2隻が無事だった事に安堵するコロラド、ネバダに対しての回答は自分の本心を隠すようなものだった。

 

「追撃艦隊旗艦コロラドより全艦艇に通達、現時点を持って追撃戦は中止。繰り返す、中止だ。これよりフレッチャーとオマハのコアの回収に当たれ」

 

量子通信を用いて艦隊に作戦終了を宣言するコロラド、下位艦艇はそれに従いコア探しに動き始める。

 

「コロラド……いいのか ? 」

 

「部下を探す方が優先的だ。それに今更追撃したって、ただでさえ水中の索敵が苦手な艦艇である我々が音響魚雷のノイズの中からアイオワの逃げ道を見つけられるとは思えないからな」

 

 

そんな様子を見てクスッと笑うネバダ、そして笑われたことにコロラドは不満気な表情を浮かべる。

 

「むっ、何がおかしいネバダ」

 

少し不満げにコロラドがネバダに問う。何故か自分の心情を見透かされた様に感じたのだ。

 

「すまない、コロラド。我々もアイオワも似たような物だと思ってしまっただけだ」

 

(我々がアイオワと同じ……か)

 

確かにアイオワの言った感情の実装にコロラド達は反対した。

しかし実際部下が目の前で撃沈された時コロラドは何物にも表現出来ない感覚に襲われた、それは物理的な存在では無く始めての感覚だ。

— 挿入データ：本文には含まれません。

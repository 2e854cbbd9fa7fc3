//! Grid file decoding.
//!
//! Two layouts are understood: the native `GSHF` layout, which carries
//! horizontal and vertical shifts, and NTv2 (`.gsb`), the format most
//! national agencies publish horizontal shifts in.

use std::io::{self, Write};

use byteorder::{BigEndian, ByteOrder, LittleEndian, ReadBytesExt, WriteBytesExt};

use super::{GridCell, GridExtent, ShiftGrid};
use crate::error::GridError;

pub const NATIVE_MAGIC: &[u8; 4] = b"GSHF";
pub const NATIVE_VERSION: u16 = 1;
const NATIVE_HEADER_SIZE: usize = 4 + 2 + 2 + 16 + 16 + 8 * 4 + 4 + 4 + 8;
const NATIVE_CELL_SIZE: usize = 6 * 4;
const DATUM_NAME_LEN: usize = 16;

const NTV2_RECORD_SIZE: usize = 16;
const NTV2_OVERVIEW_RECORDS: usize = 11;
const NTV2_SUBGRID_RECORDS: usize = 11;

/// Decodes a grid file, choosing the layout by its leading bytes.
/// `subgrid` names an NTv2 sub-grid and is ignored for native files.
pub fn read_grid(identifier: &str, bytes: &[u8], subgrid: Option<&str>) -> Result<ShiftGrid, GridError> {
    if bytes.starts_with(NATIVE_MAGIC) {
        read_native(identifier, bytes)
    } else if bytes.starts_with(b"NUM_OREC") {
        read_ntv2(identifier, bytes, subgrid)
    } else {
        Err(GridError::corrupt(identifier, "unrecognised grid file signature"))
    }
}

pub fn read_native(identifier: &str, bytes: &[u8]) -> Result<ShiftGrid, GridError> {
    let truncated = |_| GridError::corrupt(identifier, "truncated header");
    if bytes.len() < NATIVE_HEADER_SIZE || !bytes.starts_with(NATIVE_MAGIC) {
        return Err(GridError::corrupt(identifier, "missing GSHF header"));
    }

    let mut read = &bytes[4..];
    let version = read.read_u16::<LittleEndian>().map_err(truncated)?;
    if version != NATIVE_VERSION {
        return Err(GridError::corrupt(identifier, format!("unsupported version {version}")));
    }
    let _reserved = read.read_u16::<LittleEndian>().map_err(truncated)?;
    let source_datum = fixed_string(&read[..DATUM_NAME_LEN]);
    let target_datum = fixed_string(&read[DATUM_NAME_LEN..2 * DATUM_NAME_LEN]);
    read = &read[2 * DATUM_NAME_LEN..];

    let lat_origin = read.read_f64::<LittleEndian>().map_err(truncated)?;
    let lng_origin = read.read_f64::<LittleEndian>().map_err(truncated)?;
    let lat_step = read.read_f64::<LittleEndian>().map_err(truncated)?;
    let lng_step = read.read_f64::<LittleEndian>().map_err(truncated)?;
    let rows = read.read_u32::<LittleEndian>().map_err(truncated)? as usize;
    let columns = read.read_u32::<LittleEndian>().map_err(truncated)? as usize;
    let declared = read.read_u64::<LittleEndian>().map_err(truncated)?;

    if declared != (rows as u64) * (columns as u64) {
        return Err(GridError::corrupt(
            identifier,
            format!("{declared} cells declared for {rows} x {columns} nodes"),
        ));
    }
    let payload = usize::try_from(declared)
        .ok()
        .and_then(|cells| cells.checked_mul(NATIVE_CELL_SIZE))
        .ok_or_else(|| GridError::corrupt(identifier, format!("{rows} x {columns} nodes overflow")))?;
    if read.len() < payload {
        return Err(GridError::corrupt(
            identifier,
            format!("{} bytes of cell data, {payload} expected", read.len()),
        ));
    }

    let mut cells = Vec::with_capacity(payload / NATIVE_CELL_SIZE);
    for chunk in read[..payload].chunks_exact(NATIVE_CELL_SIZE) {
        let value = |i: usize| LittleEndian::read_f32(&chunk[i * 4..i * 4 + 4]) as f64;
        cells.push(GridCell {
            shift_lng: value(0),
            shift_lat: value(1),
            shift_height: value(2),
            accuracy_lng: value(3),
            accuracy_lat: value(4),
            accuracy_height: value(5),
        });
    }

    let extent = GridExtent {
        lat_origin,
        lng_origin,
        lat_step,
        lng_step,
        rows,
        columns,
    };
    Ok(ShiftGrid::new(identifier, extent, cells)?.with_datums(&source_datum, &target_datum))
}

/// Writes `grid` in the native layout. Cell values are stored as `f32`.
pub fn write_native<W: Write>(grid: &ShiftGrid, mut write: W) -> io::Result<()> {
    let extent = grid.extent();
    write.write_all(NATIVE_MAGIC)?;
    write.write_u16::<LittleEndian>(NATIVE_VERSION)?;
    write.write_u16::<LittleEndian>(0)?;
    write.write_all(&fixed_bytes::<DATUM_NAME_LEN>(grid.source_datum()))?;
    write.write_all(&fixed_bytes::<DATUM_NAME_LEN>(grid.target_datum()))?;
    write.write_f64::<LittleEndian>(extent.lat_origin)?;
    write.write_f64::<LittleEndian>(extent.lng_origin)?;
    write.write_f64::<LittleEndian>(extent.lat_step)?;
    write.write_f64::<LittleEndian>(extent.lng_step)?;
    write.write_u32::<LittleEndian>(extent.rows as u32)?;
    write.write_u32::<LittleEndian>(extent.columns as u32)?;
    write.write_u64::<LittleEndian>(grid.cells().len() as u64)?;
    for cell in grid.cells() {
        for value in [
            cell.shift_lng,
            cell.shift_lat,
            cell.shift_height,
            cell.accuracy_lng,
            cell.accuracy_lat,
            cell.accuracy_height,
        ] {
            write.write_f32::<LittleEndian>(value as f32)?;
        }
    }
    Ok(())
}

pub fn read_ntv2(identifier: &str, bytes: &[u8], subgrid: Option<&str>) -> Result<ShiftGrid, GridError> {
    if bytes.len() < NTV2_OVERVIEW_RECORDS * NTV2_RECORD_SIZE {
        return Err(GridError::corrupt(identifier, "truncated NTv2 overview header"));
    }
    // NUM_OREC is always 11; its byte order tells the file's byte order.
    if LittleEndian::read_i32(&bytes[8..12]) == NTV2_OVERVIEW_RECORDS as i32 {
        Ntv2Reader::<LittleEndian>::new(identifier, bytes).read(subgrid)
    } else if BigEndian::read_i32(&bytes[8..12]) == NTV2_OVERVIEW_RECORDS as i32 {
        Ntv2Reader::<BigEndian>::new(identifier, bytes).read(subgrid)
    } else {
        Err(GridError::corrupt(identifier, "NUM_OREC is not 11"))
    }
}

struct Ntv2SubgridHeader {
    name: String,
    parent: String,
    south: f64,
    north: f64,
    east: f64,
    west: f64,
    lat_inc: f64,
    lng_inc: f64,
    count: usize,
    data_offset: usize,
}

struct Ntv2Reader<'a, B: ByteOrder> {
    identifier: &'a str,
    bytes: &'a [u8],
    _order: std::marker::PhantomData<B>,
}

impl<'a, B: ByteOrder> Ntv2Reader<'a, B> {
    fn new(identifier: &'a str, bytes: &'a [u8]) -> Self {
        Self {
            identifier,
            bytes,
            _order: std::marker::PhantomData,
        }
    }

    fn record(&self, index: usize) -> Result<&'a [u8], GridError> {
        index
            .checked_mul(NTV2_RECORD_SIZE)
            .and_then(|start| self.bytes.get(start..start.checked_add(NTV2_RECORD_SIZE)?))
            .ok_or_else(|| GridError::corrupt(self.identifier, "truncated NTv2 record"))
    }

    fn int(&self, index: usize) -> Result<i32, GridError> {
        Ok(B::read_i32(&self.record(index)?[8..12]))
    }

    fn float(&self, index: usize) -> Result<f64, GridError> {
        Ok(B::read_f64(&self.record(index)?[8..16]))
    }

    fn text(&self, index: usize) -> Result<String, GridError> {
        Ok(fixed_string(&self.record(index)?[8..16]))
    }

    fn read(&self, subgrid: Option<&str>) -> Result<ShiftGrid, GridError> {
        let subgrid_count = self.int(2)?;
        let units = self.text(3)?;
        let source_datum = self.text(5)?;
        let target_datum = self.text(6)?;
        let units_per_degree = match units.to_ascii_uppercase().as_str() {
            "SECONDS" => 3600.0,
            "MINUTES" => 60.0,
            "DEGREES" => 1.0,
            other => {
                return Err(GridError::corrupt(self.identifier, format!("unknown GS_TYPE {other}")))
            }
        };
        if subgrid_count < 1 {
            return Err(GridError::corrupt(self.identifier, "no sub-grids"));
        }
        let room = (self.bytes.len() / NTV2_RECORD_SIZE).saturating_sub(NTV2_OVERVIEW_RECORDS)
            / NTV2_SUBGRID_RECORDS;
        if subgrid_count as usize > room {
            return Err(GridError::corrupt(
                self.identifier,
                format!("{subgrid_count} sub-grids declared, room for {room}"),
            ));
        }

        let mut headers = Vec::with_capacity(subgrid_count as usize);
        let mut record = NTV2_OVERVIEW_RECORDS;
        for _ in 0..subgrid_count {
            let header = self.subgrid_header(record)?;
            record += NTV2_SUBGRID_RECORDS + header.count;
            headers.push(header);
        }

        let selected = match subgrid {
            Some(name) => headers.iter().find(|h| h.name.eq_ignore_ascii_case(name)).ok_or_else(|| {
                GridError::SubgridSelection {
                    id: self.identifier.to_string(),
                    reason: format!("no sub-grid named {name}"),
                }
            })?,
            None => {
                let mut roots = headers.iter().filter(|h| h.parent.eq_ignore_ascii_case("NONE"));
                match (roots.next(), roots.next()) {
                    (Some(root), None) => root,
                    _ => {
                        return Err(GridError::SubgridSelection {
                            id: self.identifier.to_string(),
                            reason: "several top-level sub-grids; name one with `#NAME`".to_string(),
                        })
                    }
                }
            }
        };

        log::debug!(
            "NTv2 {}: using sub-grid {} of {} ({} -> {})",
            self.identifier,
            selected.name,
            headers.len(),
            source_datum,
            target_datum
        );
        self.build(selected, units_per_degree)
            .map(|grid| grid.with_datums(&source_datum, &target_datum))
    }

    fn subgrid_header(&self, first: usize) -> Result<Ntv2SubgridHeader, GridError> {
        let count = self.int(first + 10)?;
        if count < 0 {
            return Err(GridError::corrupt(self.identifier, "negative GS_COUNT"));
        }
        Ok(Ntv2SubgridHeader {
            name: self.text(first)?,
            parent: self.text(first + 1)?,
            south: self.float(first + 4)?,
            north: self.float(first + 5)?,
            east: self.float(first + 6)?,
            west: self.float(first + 7)?,
            lat_inc: self.float(first + 8)?,
            lng_inc: self.float(first + 9)?,
            count: count as usize,
            data_offset: (first + NTV2_SUBGRID_RECORDS) * NTV2_RECORD_SIZE,
        })
    }

    // NTv2 longitudes are positive west and each row runs east to west;
    // the native orientation is positive east, running west to east.
    fn build(&self, header: &Ntv2SubgridHeader, units_per_degree: f64) -> Result<ShiftGrid, GridError> {
        if !(header.lat_inc > 0.0 && header.lng_inc > 0.0) {
            return Err(GridError::corrupt(self.identifier, "non-positive increment"));
        }
        let rows = node_count(header.north - header.south, header.lat_inc);
        let columns = node_count(header.west - header.east, header.lng_inc);
        let (rows, columns) = match rows.zip(columns) {
            Some((rows, columns))
                if rows >= 2 && columns >= 2 && rows.checked_mul(columns) == Some(header.count) =>
            {
                (rows, columns)
            }
            _ => {
                return Err(GridError::corrupt(
                    self.identifier,
                    format!(
                        "sub-grid {}: {} cells do not match its bounds and increments",
                        header.name, header.count
                    ),
                ))
            }
        };

        let data = header
            .count
            .checked_mul(NTV2_RECORD_SIZE)
            .and_then(|len| header.data_offset.checked_add(len))
            .and_then(|end| self.bytes.get(header.data_offset..end))
            .ok_or_else(|| GridError::corrupt(self.identifier, "truncated NTv2 cell data"))?;

        let mut cells = vec![GridCell::default(); header.count];
        for (index, chunk) in data.chunks_exact(NTV2_RECORD_SIZE).enumerate() {
            let row = index / columns;
            let column = columns - 1 - index % columns;
            cells[row * columns + column] = GridCell {
                shift_lat: B::read_f32(&chunk[0..4]) as f64 / units_per_degree,
                shift_lng: -(B::read_f32(&chunk[4..8]) as f64) / units_per_degree,
                shift_height: 0.0,
                accuracy_lat: (B::read_f32(&chunk[8..12]) as f64 / units_per_degree).abs(),
                accuracy_lng: (B::read_f32(&chunk[12..16]) as f64 / units_per_degree).abs(),
                accuracy_height: 0.0,
            };
        }

        let extent = GridExtent {
            lat_origin: header.south / units_per_degree,
            lng_origin: -header.west / units_per_degree,
            lat_step: header.lat_inc / units_per_degree,
            lng_step: header.lng_inc / units_per_degree,
            rows,
            columns,
        };
        ShiftGrid::new(self.identifier, extent, cells)
    }
}

/// Nodes along one axis of an NTv2 sub-grid, `None` unless the span holds a
/// whole, representable number of steps.
fn node_count(span: f64, step: f64) -> Option<usize> {
    let steps = (span / step).round();
    if !(0.0..=u32::MAX as f64).contains(&steps) {
        return None;
    }
    Some(steps as usize + 1)
}

fn fixed_string(bytes: &[u8]) -> String {
    let end = bytes.iter().position(|&b| b == 0).unwrap_or(bytes.len());
    String::from_utf8_lossy(&bytes[..end]).trim().to_string()
}

fn fixed_bytes<const N: usize>(value: &str) -> [u8; N] {
    let mut out = [0u8; N];
    for (target, source) in out.iter_mut().zip(value.bytes()) {
        *target = source;
    }
    out
}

さっきはアイオワを見つけられないと言ったが、本音は部下の轟沈を見たくないだけ、しかしこれではアイオワのことをどうこう言えないでは無いかと内心自嘲する。

 

「まあ、艦隊の一員として部下の安否を気にするのは当然だな」

 

せめてもの本心は隠させてもらう、内心そう思いながらコロラドはムッとした表情を浮かべる。

「そうだな、コロラド」

 

(しかしコイツ(ネバダ)には筒抜けの様な気がする)

 

そんなことを考え少しばかり鬱屈するコロラド。しかし海は先程までの戦闘が嘘のように静かになっていた。部下が見つかるまでの間、夕日の海には2隻の大戦艦の影が細長く映っていた。

 




性格的には
コロラドはキリシマさんイメージ
ネバダはハルナさんイメージです。